Demographic Background Questionnaire
Primary caregivers completed a background questionnaire documenting the youth's race/ethnicity, parental marital status, and parental level of education. Adequate data were available to calculate the Revised Duncan (TSEI212), which is an occupation-based measure of socioeconomic status (SES). Scores range from 15 to 97; higher scores represent greater occupational attainment.13 For 2 caregiver households, the higher Duncan score was used in analyses.

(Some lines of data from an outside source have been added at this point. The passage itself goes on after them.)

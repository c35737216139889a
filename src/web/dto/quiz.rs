use std::collections::HashMap;

use serde::{Deserialize, Serialize};
use uuid::Uuid;
use validator::Validate;

use crate::learning::{QuestionFeedback, QuizOutcome, next_steps};

#[derive(Debug, Deserialize, Validate, utoipa::ToSchema)]
pub struct QuizSubmission {
    /// Question index (`"0"`, `"1"`, ..) to the chosen answer.
    pub answers: HashMap<String, String>,
}

#[derive(Debug, Serialize, utoipa::ToSchema)]
pub struct QuizResult {
    pub score: f64,
    pub correct_answers: usize,
    pub total_questions: usize,
    pub feedback: Vec<QuestionFeedback>,
    pub next_steps: String,
    /// Set when the module itself should be reviewed.
    pub recommended_module_id: Option<Uuid>,
}

impl QuizResult {
    pub fn new(module_id: Uuid, outcome: QuizOutcome) -> Self {
        let (advice, review) = next_steps(outcome.score);
        Self {
            score: outcome.score,
            correct_answers: outcome.correct_answers,
            total_questions: outcome.total_questions,
            feedback: outcome.feedback,
            next_steps: advice.to_string(),
            recommended_module_id: review.then_some(module_id),
        }
    }
}
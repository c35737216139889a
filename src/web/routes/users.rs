use axum::{
    Json, Router, extract::State, http::StatusCode, middleware, response::IntoResponse,
    routing::get,
};

use crate::{
    model::{CrudRepository, ResourceTyped, entity::UserEntity},
    web::{AppState, RequestContext, WebError, WebResult, error::ErrorResponse, middlewares},
};

pub fn routes<S>(state: AppState) -> Router<S> {
    Router::new()
        .route("/api/v1/users/me", get(me_handler))
        .route_layer(middleware::from_fn_with_state(
            state.clone(),
            middlewares::require_user_fn,
        ))
        .with_state(state)
}

#[utoipa::path(
    get,
    path = "/api/v1/users/me",
    description = "Returns the authenticated user",
    responses(
        (status = 200, description = "Current user", body = UserEntity),
        (status = 401, description = "You had to be authorized to do this", body = ErrorResponse),
        (status = 500, description = "Internal server error", body = ErrorResponse),
    ),
    tag = "users",
    security(("bearer" = []))
)]
async fn me_handler(
    ctx: RequestContext,
    State(state): State<AppState>,
) -> WebResult<impl IntoResponse> {
    let user = ctx.user()?;
    let found = UserEntity::find_by_id(state.pool(), user, user.user_id())
        .await
        .map_err(|e| WebError::resource_fetch_error(UserEntity::get_resource_type(), e))?
        .ok_or_else(WebError::auth_user_revoked)?;

    Ok((StatusCode::OK, Json(found)))
}
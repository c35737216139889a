pub mod auth;
pub mod chat;
pub mod health;
pub mod modules;
pub mod progress;
pub mod quiz;
pub mod recommendations;
//! Templated content for running without an API key.

use async_trait::async_trait;

use crate::{
    learning::{Difficulty, GeneratedModule, GeneratedQuiz, QuestionType, QuizQuestion},
    provider::{
        ChatBrief, ChatReply, ContentProvider, ModuleBrief, ProviderError, ProviderResult, videos,
    },
};

/// Deterministic provider: the same brief always yields the same module.
#[derive(Debug, Clone, Copy, Default)]
pub struct OfflineProvider;

const KEYWORD_ANSWERS: &[(&str, &str)] = &[
    ("hello", "Hello! I'm here to help you with your learning journey."),
    ("help", "I can help you with data structures, algorithms, and programming concepts."),
    ("heap", "A heap is a complete binary tree where each parent node is greater (max-heap) or smaller (min-heap) than its children."),
    ("stack", "A stack is a Last-In-First-Out (LIFO) data structure. Think of it like a stack of plates."),
    ("queue", "A queue is a First-In-First-Out (FIFO) data structure. Think of it like a line at a store."),
    ("tree", "A tree is a hierarchical data structure with nodes connected by edges, starting from a root node."),
    ("graph", "A graph is a collection of nodes (vertices) connected by edges. It can be directed or undirected."),
    ("algorithm", "An algorithm is a step-by-step procedure to solve a problem."),
    ("programming", "Programming is the process of creating instructions for computers to follow."),
];

const DEFAULT_ANSWER: &str = "That's an interesting question! I recommend checking out your learning modules for more detailed information.";

fn learner_level(difficulty: Difficulty) -> &'static str {
    match difficulty {
        Difficulty::Easy => "beginner",
        Difficulty::Medium => "intermediate",
        Difficulty::Hard => "advanced",
    }
}

fn question(question: String, options: [&str; 4], answer: &str, explanation: String) -> QuizQuestion {
    QuizQuestion {
        question,
        question_type: QuestionType::MultipleChoice,
        options: options.iter().map(|o| o.to_string()).collect(),
        correct_answer: answer.to_string(),
        explanation,
    }
}

fn module_for(brief: &ModuleBrief) -> GeneratedModule {
    let topic = brief.prompt.trim();
    let level = learner_level(brief.difficulty);

    let content = format!(
        r#"# {topic}

## Overview
This module provides a solid foundation in {topic}, designed for {level} learners. Plan for about {minutes} minutes.

## Learning Objectives
By the end of this module, you will:
- Understand the basic concepts of {topic}
- Be able to apply fundamental principles
- Have hands-on experience with practical examples

## Content
### What is {topic}?
{topic} is an important subject. Understanding its principles will help you build a strong foundation for advanced topics.

### Key Concepts
1. **Fundamentals**: Core principles and basic understanding
2. **Applications**: Real-world use cases and examples
3. **Best Practices**: Tips and techniques for effective learning

### Practical Examples
Here are some basic examples to get you started:

```python
# Example code demonstrating {topic}
print("Hello, {topic}!")
```

## Next Steps
Continue practicing and exploring more advanced topics related to {topic}.
"#,
        minutes = brief.duration_minutes
    );

    let assignment = format!(
        r"\documentclass{{article}}
\usepackage{{amsmath}}
\title{{{topic} Practice Assignment}}
\author{{GyanForge}}
\date{{\today}}

\begin{{document}}
\maketitle

\section{{Exercise 1}}
Write a brief explanation of what you learned about {topic}.

\section{{Exercise 2}}
Complete the following practice problems:
\begin{{enumerate}}
\item Describe the main concepts of {topic}
\item Provide an example of how {topic} is used
\item List three benefits of learning {topic}
\end{{enumerate}}

\section{{Reflection}}
Write a short paragraph about how you plan to apply {topic} in your learning journey.

\end{{document}}"
    );

    let questions = vec![
        question(
            format!("What is the main purpose of learning {topic}?"),
            [
                "To build fundamental knowledge",
                "To complete assignments only",
                "To pass tests",
                "None of the above",
            ],
            "To build fundamental knowledge",
            format!("Learning {topic} helps build a strong foundation for more advanced concepts."),
        ),
        question(
            format!("Which of the following is a key benefit of studying {topic}?"),
            [
                "Improved problem-solving skills",
                "Better understanding of technology",
                "Enhanced learning abilities",
                "All of the above",
            ],
            "All of the above",
            format!("Studying {topic} provides multiple benefits including improved skills and understanding."),
        ),
        question(
            format!("What is the best approach to learning {topic}?"),
            [
                "Practice regularly",
                "Memorize everything",
                "Skip the basics",
                "Only read theory",
            ],
            "Practice regularly",
            format!("Regular practice is essential for mastering {topic} effectively."),
        ),
    ];

    GeneratedModule {
        title: format!("Introduction to {topic}"),
        description: format!(
            "A comprehensive introduction to {topic} covering fundamental concepts and practical applications."
        ),
        content,
        difficulty_level: Some(i64::from(brief.difficulty.level())),
        prerequisites: vec![
            "Basic computer knowledge".to_string(),
            "Willingness to learn".to_string(),
        ],
        assignment_latex: Some(assignment),
        quiz: GeneratedQuiz { questions },
        video_links: vec![],
    }
}

fn keyword_answer(message: &str) -> Option<(&'static str, &'static str)> {
    let message = message.to_lowercase();
    KEYWORD_ANSWERS
        .iter()
        .find(|(keyword, _)| message.contains(keyword))
        .copied()
}

fn chat_reply(brief: &ChatBrief) -> ChatReply {
    let matched = keyword_answer(&brief.message);
    let response = matched.map_or(DEFAULT_ANSWER, |(_, answer)| answer).to_string();

    let mut suggestions = Vec::new();
    if let Some((keyword, _)) = matched.filter(|(k, _)| !matches!(*k, "hello" | "help")) {
        suggestions.push(format!("Can you show me an example of a {keyword}?"));
        suggestions.push(format!("When should I use a {keyword}?"));
    } else {
        suggestions.push("What should I learn next?".to_string());
    }

    let mut learning_insights = Vec::new();
    if !brief.known_modules.is_empty() {
        learning_insights.push(format!(
            "You have {} learning module(s); the latest is \"{}\".",
            brief.known_modules.len(),
            brief.known_modules[0]
        ));
    }

    let recommended_actions = match &brief.current_module {
        Some(module) => vec![
            format!("Review the content of \"{}\".", module.title),
            format!("Take the quiz for \"{}\".", module.title),
        ],
        None if brief.known_modules.is_empty() => {
            vec!["Generate your first learning module.".to_string()]
        }
        None => vec!["Take the quiz of your latest module.".to_string()],
    };

    ChatReply {
        response,
        suggestions,
        learning_insights,
        recommended_actions,
        context_used: brief.has_context(),
    }
}

#[async_trait]
impl ContentProvider for OfflineProvider {
    fn name(&self) -> &str {
        "offline"
    }

    async fn generate_module(&self, brief: &ModuleBrief) -> ProviderResult<GeneratedModule> {
        let mut module = module_for(brief).normalized().ok_or_else(|| {
            ProviderError::Unparseable("empty topic".to_string())
        })?;
        module.video_links = videos::recommend(&brief.prompt, &module.title, videos::MODULE_VIDEOS);
        Ok(module)
    }

    async fn chat(&self, brief: &ChatBrief) -> ProviderResult<ChatReply> {
        Ok(chat_reply(brief))
    }
}

#[cfg(test)]
mod test {
    use super::*;
    use crate::{learning::document::strip_latex, provider::ModuleContext};

    fn brief(prompt: &str, difficulty: Difficulty) -> ModuleBrief {
        ModuleBrief {
            prompt: prompt.to_string(),
            difficulty,
            duration_minutes: 45,
            background: None,
            history: vec![],
        }
    }

    #[tokio::test]
    async fn module_is_templated_from_topic() {
        let module = OfflineProvider
            .generate_module(&brief("Python Lists", Difficulty::Hard))
            .await
            .unwrap();

        assert_eq!(module.title, "Introduction to Python Lists");
        assert!(module.content.contains("advanced learners"));
        assert!(module.content.contains("45 minutes"));
        assert_eq!(module.difficulty_level, Some(3));
        assert_eq!(module.quiz.questions.len(), 3);
        assert!(
            module
                .quiz
                .questions
                .iter()
                .all(|q| q.options.contains(&q.correct_answer))
        );
        assert_eq!(module.video_links.len(), 1);

        let assignment = strip_latex(module.assignment_latex.as_deref().unwrap());
        assert!(assignment.contains("Describe the main concepts of Python Lists"));
    }

    #[tokio::test]
    async fn module_is_deterministic() {
        let a = OfflineProvider.generate_module(&brief("Queues", Difficulty::Easy)).await.unwrap();
        let b = OfflineProvider.generate_module(&brief("Queues", Difficulty::Easy)).await.unwrap();
        assert_eq!(a.content, b.content);
        assert_eq!(a.video_links, b.video_links);
    }

    #[tokio::test]
    async fn chat_matches_keywords() {
        let reply = OfflineProvider
            .chat(&ChatBrief {
                message: "How does a STACK work?".to_string(),
                current_module: Some(ModuleContext {
                    title: "Stacks".to_string(),
                    description: String::new(),
                }),
                known_modules: vec!["Stacks".to_string()],
            })
            .await
            .unwrap();

        assert!(reply.response.contains("Last-In-First-Out"));
        assert!(reply.context_used);
        assert!(reply.suggestions[0].contains("stack"));
        assert!(reply.recommended_actions[1].contains("quiz"));
        assert_eq!(reply.learning_insights.len(), 1);
    }

    #[tokio::test]
    async fn chat_has_a_default() {
        let reply = OfflineProvider
            .chat(&ChatBrief {
                message: "Tell me about photosynthesis".to_string(),
                current_module: None,
                known_modules: vec![],
            })
            .await
            .unwrap();

        assert_eq!(reply.response, DEFAULT_ANSWER);
        assert!(!reply.context_used);
        assert!(reply.learning_insights.is_empty());
    }
}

Child and Adolescent Social Support Scale
The Child and Adolescent Social Support Scale (CASSS)14 is a 60-item measure of perceived social support for children and adolescents (grades 3–12). Items target 5 different sources of social support (Parents, Teachers, Classmates, Close Friend, and School) and 4 types of social support (Emotional [i.e., trust, love, empathy], Informational [i.e., giving advice and suggestions to assist an individual in responding to personal or situational demands], Appraisal [i.e., giving evaluative information in the form of affirmation, feedback and social comparison], and Instrumental [i.e., helping behaviors in the form of money, time, assistance, and other explicit interventions]).15 Sample items include Emotional (“My close friend understands my feelings”), Informational (“My parents give me good advice”), Appraisal (“My teacher tells me how well I do on tasks”), and Instrumental (“My classmates help me with projects in class”). Respondents rate how often they perceive that type of support from that source and how important it is to them. Frequency ratings are on a 6-point scale ranging 1 (never) to 6 (always). Importance ratings are on a 3-point scale ranging from 1 (not important) to 3 (very important). Internal consistency coefficients for our sample ranged from 0.83 to 0.94 for Frequency and 0.77 to 0.89 for Importance subscales. The CASSS has also demonstrated excellent convergent validity with other behavioral and social support scales for children.
Sizing Me Up
This is an obesity-specific self-report HRQOL measure developed specifically for obese children aged 5 to 13 years.11 It contains 22-items that characterize the impact of children's size on their daily functioning across 5 scales: Emotion (feelings or emotions), Physical (ability to keep up with physical activities and teasing while being physically active), Social Avoidance (comfort in and avoidance of social activities), Positive Social Attributes (positive qualities and strengths), and Teasing/Marginalization (whether they were teased or left out because of their weight) and Total QOL. Sizing Me Up has shown good convergent validity with the PedsQL (rs = 0.35–0.65, p < 0.01), and internal consistency coefficients for this sample were as follows: Emotion (α = 0.86), Physical (α = 0.81), Social Avoidance (α = 0.63), Positive Social Attributes (α = 0.65), Teasing/Marginalization (α = 0.82), and Total QOL (α = 0.86). Scaled scores range from 0 to 100, with higher scores representing better HRQOL.
Weight and height
Trained clinic nurses obtained anthropometric measures, including height and weight from youth. Weight was measured (0.1 kg) on a digital Scaletronix scale (Wheaton, IL). Standing height was measured with a Holtain stadiometer (Holtain, Crymych, United Kingdom). Participants were weighed and measured in street clothing without shoes. These data were used to calculate BMI (kg/m2) and BMI z-score (zBMI) values. zBMI was calculated for participants using age- (to the nearest month) and sex-specific median, standard deviation, and power of the Box-Cox transformation (Lambda-Mu-Sigma [LMS] method16) on the basis of national norms from the Centers for Disease Control and Prevention.17
Statistical and Data Analyses
Descriptive statistics (i.e., means and standard deviations) were calculated. Repeated measures multivariate analyses of variance (RM MANOVA) were used to examine mean differences between types and sources of social support. Three levels of analyses were conducted for (a) frequency and (b) importance of social support. First, main effects for type and source of social support and the interaction between these 2 factors were tested. Next, if the overall RM MANOVA was significant, post hoc analyses were conducted controlling for Type I error rates. Specifically, because statistically significant interaction effects were detected for the RM MANOVAs, simple effects within each of the 2 factors were examined and tested using a familywise Type I error rate of 0.05 within each factor. Finally, within each statistically significant simple effect, pairwise comparisons were conducted with per comparison Type I error rates of 0.01.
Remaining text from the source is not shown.